Allen files bill to criminalize prescription of puberty-blockers, opposite gender hormones to minors
Rep. Wes Allen, R-Pike, has filed a bill that would make it illegal for doctors to prescribe puberty blocking medications or opposite gender hormones to minors.
The Alabama Vulnerable Child Compassion and Protection Act, HB 303would also ban hysterectomy, mastectomy or castration surgeries from being performed on minors.
“I was shocked when I found out doctors in Alabama were prescribing these types of drugs to children,” Allen said. “This is something you hear about happening in California or New York but it is happening right here in Alabama and it’s time we put a stop to that practice.”

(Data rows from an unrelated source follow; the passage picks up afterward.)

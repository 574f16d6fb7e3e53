//! Event plumbing: synchronous subjects, explicit subscriptions, disposal
//!
//! Delivery is immediate and happens on the caller's stack, in subscription
//! order. Nothing is buffered. A subscription is only released by an explicit
//! `dispose()`; dropping the handle keeps the callback registered.

use parking_lot::Mutex;
use std::fmt;
use std::sync::atomic::{AtomicU64, Ordering};
use std::sync::{Arc, Weak};

type Callback<T> = Arc<dyn Fn(&T) + Send + Sync>;

/// Something that holds resources which must be released explicitly.
///
/// `dispose` must be idempotent.
pub trait Disposable {
    fn dispose(&self);
}

impl<D: Disposable + ?Sized> Disposable for Arc<D> {
    fn dispose(&self) {
        (**self).dispose();
    }
}

/// Read-only view of a value that may be absent and announces every change
pub trait Observable<T>: Send + Sync {
    /// Current value, or `None` when absent
    fn get(&self) -> Option<T>;

    /// Register a callback receiving every new value (including `None`)
    fn subscribe(&self, callback: Box<dyn Fn(&Option<T>) + Send + Sync>) -> Subscription;
}

// =============================================================================
// SUBJECT
// =============================================================================

struct SubjectInner<T> {
    next_id: AtomicU64,
    subscribers: Mutex<Vec<(u64, Callback<T>)>>,
}

/// Multicast notifier. Cloning yields another handle to the same subscriber list.
pub struct Subject<T> {
    inner: Arc<SubjectInner<T>>,
}

impl<T> Clone for Subject<T> {
    fn clone(&self) -> Self {
        Self {
            inner: Arc::clone(&self.inner),
        }
    }
}

impl<T> Default for Subject<T> {
    fn default() -> Self {
        Self::new()
    }
}

impl<T> fmt::Debug for Subject<T> {
    fn fmt(&self, f: &mut fmt::Formatter<'_>) -> fmt::Result {
        f.debug_struct("Subject")
            .field("subscribers", &self.subscriber_count())
            .finish()
    }
}

impl<T> Subject<T> {
    pub fn new() -> Self {
        Self {
            inner: Arc::new(SubjectInner {
                next_id: AtomicU64::new(0),
                subscribers: Mutex::new(Vec::new()),
            }),
        }
    }

    /// Number of live subscriptions
    pub fn subscriber_count(&self) -> usize {
        self.inner.subscribers.lock().len()
    }

    /// Deliver `value` to every subscriber registered when the call starts.
    ///
    /// The subscriber list is not locked while callbacks run, so callbacks may
    /// subscribe, unsubscribe or notify re-entrantly. A subscriber disposed by an
    /// earlier callback of the same round is skipped.
    pub fn notify(&self, value: &T) {
        let snapshot: Vec<(u64, Callback<T>)> = self.inner.subscribers.lock().clone();
        for (id, callback) in snapshot {
            let alive = self
                .inner
                .subscribers
                .lock()
                .iter()
                .any(|(live, _)| *live == id);
            if alive {
                callback(value);
            }
        }
    }
}

impl<T: 'static> Subject<T> {
    /// Register `callback`; keep the returned handle to release it later
    pub fn subscribe<F>(&self, callback: F) -> Subscription
    where
        F: Fn(&T) + Send + Sync + 'static,
    {
        let id = self.inner.next_id.fetch_add(1, Ordering::Relaxed);
        self.inner.subscribers.lock().push((id, Arc::new(callback)));

        let weak: Weak<SubjectInner<T>> = Arc::downgrade(&self.inner);
        Subscription::new(move || {
            if let Some(inner) = weak.upgrade() {
                inner.subscribers.lock().retain(|(live, _)| *live != id);
            }
        })
    }
}

// =============================================================================
// SUBSCRIPTION
// =============================================================================

/// Handle to a registered callback
pub struct Subscription {
    release: Mutex<Option<Box<dyn FnOnce() + Send>>>,
}

impl Subscription {
    fn new<F: FnOnce() + Send + 'static>(release: F) -> Self {
        Self {
            release: Mutex::new(Some(Box::new(release))),
        }
    }

    /// Has this subscription been released?
    pub fn is_disposed(&self) -> bool {
        self.release.lock().is_none()
    }
}

impl Disposable for Subscription {
    fn dispose(&self) {
        let release = self.release.lock().take();
        if let Some(release) = release {
            release();
        }
    }
}

impl fmt::Debug for Subscription {
    fn fmt(&self, f: &mut fmt::Formatter<'_>) -> fmt::Result {
        f.debug_struct("Subscription")
            .field("disposed", &self.is_disposed())
            .finish()
    }
}

// =============================================================================
// DISPOSE HANDLER
// =============================================================================

/// Collects owned resources and releases all of them exactly once
#[derive(Default)]
pub struct DisposeHandler {
    items: Mutex<Vec<Box<dyn Disposable + Send + Sync>>>,
}

impl DisposeHandler {
    pub fn new() -> Self {
        Self::default()
    }

    /// Take ownership of `item` until `dispose()`
    pub fn add<D: Disposable + Send + Sync + 'static>(&self, item: D) {
        self.items.lock().push(Box::new(item));
    }

    pub fn len(&self) -> usize {
        self.items.lock().len()
    }

    pub fn is_empty(&self) -> bool {
        self.items.lock().is_empty()
    }
}

impl Disposable for DisposeHandler {
    fn dispose(&self) {
        let items = std::mem::take(&mut *self.items.lock());
        for item in items {
            item.dispose();
        }
    }
}

impl fmt::Debug for DisposeHandler {
    fn fmt(&self, f: &mut fmt::Formatter<'_>) -> fmt::Result {
        f.debug_struct("DisposeHandler")
            .field("items", &self.len())
            .finish()
    }
}

// =============================================================================
// TESTS
// =============================================================================

#[cfg(test)]
mod tests {
    use super::*;
    use std::sync::atomic::AtomicUsize;

    #[test]
    fn test_delivery_is_immediate_and_ordered() {
        let subject = Subject::<i32>::new();
        let seen = Arc::new(Mutex::new(Vec::new()));

        let first = Arc::clone(&seen);
        let _a = subject.subscribe(move |v| first.lock().push(("a", *v)));
        let second = Arc::clone(&seen);
        let _b = subject.subscribe(move |v| second.lock().push(("b", *v)));

        subject.notify(&7);
        assert_eq!(*seen.lock(), vec![("a", 7), ("b", 7)]);
    }

    #[test]
    fn test_dispose_stops_delivery() {
        let subject = Subject::<()>::new();
        let count = Arc::new(AtomicUsize::new(0));
        let counter = Arc::clone(&count);
        let subscription = subject.subscribe(move |_| {
            counter.fetch_add(1, Ordering::SeqCst);
        });

        subject.notify(&());
        subscription.dispose();
        subject.notify(&());

        assert_eq!(count.load(Ordering::SeqCst), 1);
        assert_eq!(subject.subscriber_count(), 0);
    }

    #[test]
    fn test_dispose_is_idempotent() {
        let subject = Subject::<()>::new();
        let subscription = subject.subscribe(|_| {});
        subscription.dispose();
        subscription.dispose();
        assert!(subscription.is_disposed());
    }

    #[test]
    fn test_drop_does_not_unsubscribe() {
        let subject = Subject::<()>::new();
        drop(subject.subscribe(|_| {}));
        assert_eq!(subject.subscriber_count(), 1);
    }

    #[test]
    fn test_callback_may_unsubscribe_a_later_subscriber() {
        let subject = Subject::<()>::new();
        let count = Arc::new(AtomicUsize::new(0));
        let later: Arc<Mutex<Option<Subscription>>> = Arc::new(Mutex::new(None));

        let slot = Arc::clone(&later);
        let _first = subject.subscribe(move |_| {
            if let Some(s) = slot.lock().as_ref() {
                s.dispose();
            }
        });
        let counter = Arc::clone(&count);
        *later.lock() = Some(subject.subscribe(move |_| {
            counter.fetch_add(1, Ordering::SeqCst);
        }));

        subject.notify(&());
        assert_eq!(count.load(Ordering::SeqCst), 0);
    }

    #[test]
    fn test_dispose_handler_releases_everything_once() {
        let subject = Subject::<()>::new();
        let handler = DisposeHandler::new();
        handler.add(subject.subscribe(|_| {}));
        handler.add(subject.subscribe(|_| {}));
        assert_eq!(subject.subscriber_count(), 2);

        handler.dispose();
        handler.dispose();
        assert_eq!(subject.subscriber_count(), 0);
        assert!(handler.is_empty());
    }

    #[test]
    fn test_subscription_outliving_subject() {
        let subject = Subject::<()>::new();
        let subscription = subject.subscribe(|_| {});
        drop(subject);
        subscription.dispose();
        assert!(subscription.is_disposed());
    }
}
//! eyecalc: eye of ender throw calibration and reactive result tracking
//!
//! F3+C line → Throw → ThrowSet → CalculatorManager → observable results

pub mod core;
pub mod logging;
pub mod types;

// =============================================================================
// F3+C FORMAT
// =============================================================================

/// Prefix of an F3+C line taken in the overworld
pub const F3C_OVERWORLD_PREFIX: &str = "/execute in minecraft:overworld run tp @s";

/// Prefix of an F3+C line taken in the nether
pub const F3C_NETHER_PREFIX: &str = "/execute in minecraft:the_nether run tp @s";

/// Dimension token (index 2) of a nether F3+C line
pub const F3C_NETHER_DIMENSION: &str = "minecraft:the_nether";

/// Number of space separated tokens in a valid F3+C line
pub const F3C_TOKEN_COUNT: usize = 11;

// =============================================================================
// CALIBRATION [C] - empirically determined
// =============================================================================

/// Lens distortion amplitude in degrees. Exact cause unknown.
pub const LENS_CORRECTION_K: f64 = 0.00079;

/// Phase offset of the lens distortion term in degrees
pub const LENS_CORRECTION_PHASE: f64 = 45.0;

/// Default manual correction step in degrees
pub const DEFAULT_CORRECTION_STEP: f64 = 0.01;

/// Half of the vertical field of view used by tall resolution (degrees)
pub const TALL_RES_HALF_FOV: f64 = 15.0;

// =============================================================================
// GEOMETRY
// =============================================================================

/// Nether to overworld coordinate scale
pub const NETHER_SCALE: f64 = 8.0;

/// Blocks per chunk side
pub const CHUNK_SIZE: i32 = 16;

/// Distance of the world border from the origin along either axis (overworld blocks)
pub const WORLD_BORDER: f64 = 29_999_984.0;

// =============================================================================
// VERSION
// =============================================================================

pub const VERSION: &str = "1.0.0";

Allen referred to gender dysphoria as a psychological disorder and said that the children need therapeutic treatment from mental health professionals, not for their “bodies to be permanently mutilated.”

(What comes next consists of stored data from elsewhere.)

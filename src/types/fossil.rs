//! Buried fossil clue, read from an F3+I line

use lazy_static::lazy_static;
use regex::Regex;
use serde::{Deserialize, Serialize};

use crate::CHUNK_SIZE;

lazy_static! {
    // F3+I on a fossil bone block: /setblock <x> <y> <z> minecraft:bone_block[axis=..]
    static ref RE_FOSSIL_F3I: Regex = Regex::new(
        r"^/setblock (-?\d+) (-?\d+) (-?\d+) minecraft:bone_block(\[[^\]]*\])?$"
    ).unwrap();
}

/// A fossil located at block x-coordinate `x`
#[derive(Debug, Clone, Copy, PartialEq, Eq, Serialize, Deserialize)]
pub struct Fossil {
    pub x: i32,
}

impl Fossil {
    pub fn new(x: i32) -> Self {
        Self { x }
    }

    /// Parse an F3+I line of a bone block. Anything else yields `None`.
    pub fn parse_f3i(line: &str) -> Option<Fossil> {
        let captures = RE_FOSSIL_F3I.captures(line.trim_end())?;
        let x = captures.get(1)?.as_str().parse::<i32>().ok()?;
        Some(Fossil::new(x))
    }

    /// Block x within its chunk, always in `0..16`
    pub fn x_in_chunk(&self) -> i32 {
        self.x.rem_euclid(CHUNK_SIZE)
    }
}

“Gender dysphoria is a real disorder. It’s listed in the DSM-5, published by the American Psychiatric Association, which lists all recognized mental disorders,” Allen explained. “These children are suffering from a psychological disorder, just as someone who is suffering with bipolar disorder or schizophrenia but we treat those patients and try to help them. We should treat these psychological disorders as well.”
Puberty-inhibiting medications should be allowed to suppress puberty in children who begin the process too early in childhood, Allen said, but should not be used to block the natural puberty process.
Allen cited the use of puberty blocking medications and opposite gender hormones to have irreversible consequences including sterilization, liver disease and increased risk for cancer and said that the FDA has never approved the use of puberty-blocking medications for the treatment of gender dysphoria.
“These patients are children who have not reached physical or mental maturity,” Allen said. “It is irresponsible to permanently mutilate them at their request or at the request of their parents. We don’t allow minors to enter into contracts, buy alcohol or get a credit card because they aren’t capable of making those decisions and we should not allow them to do this either.”
Allen’s bill will be considered by the Alabama House of Representatives in the coming weeks.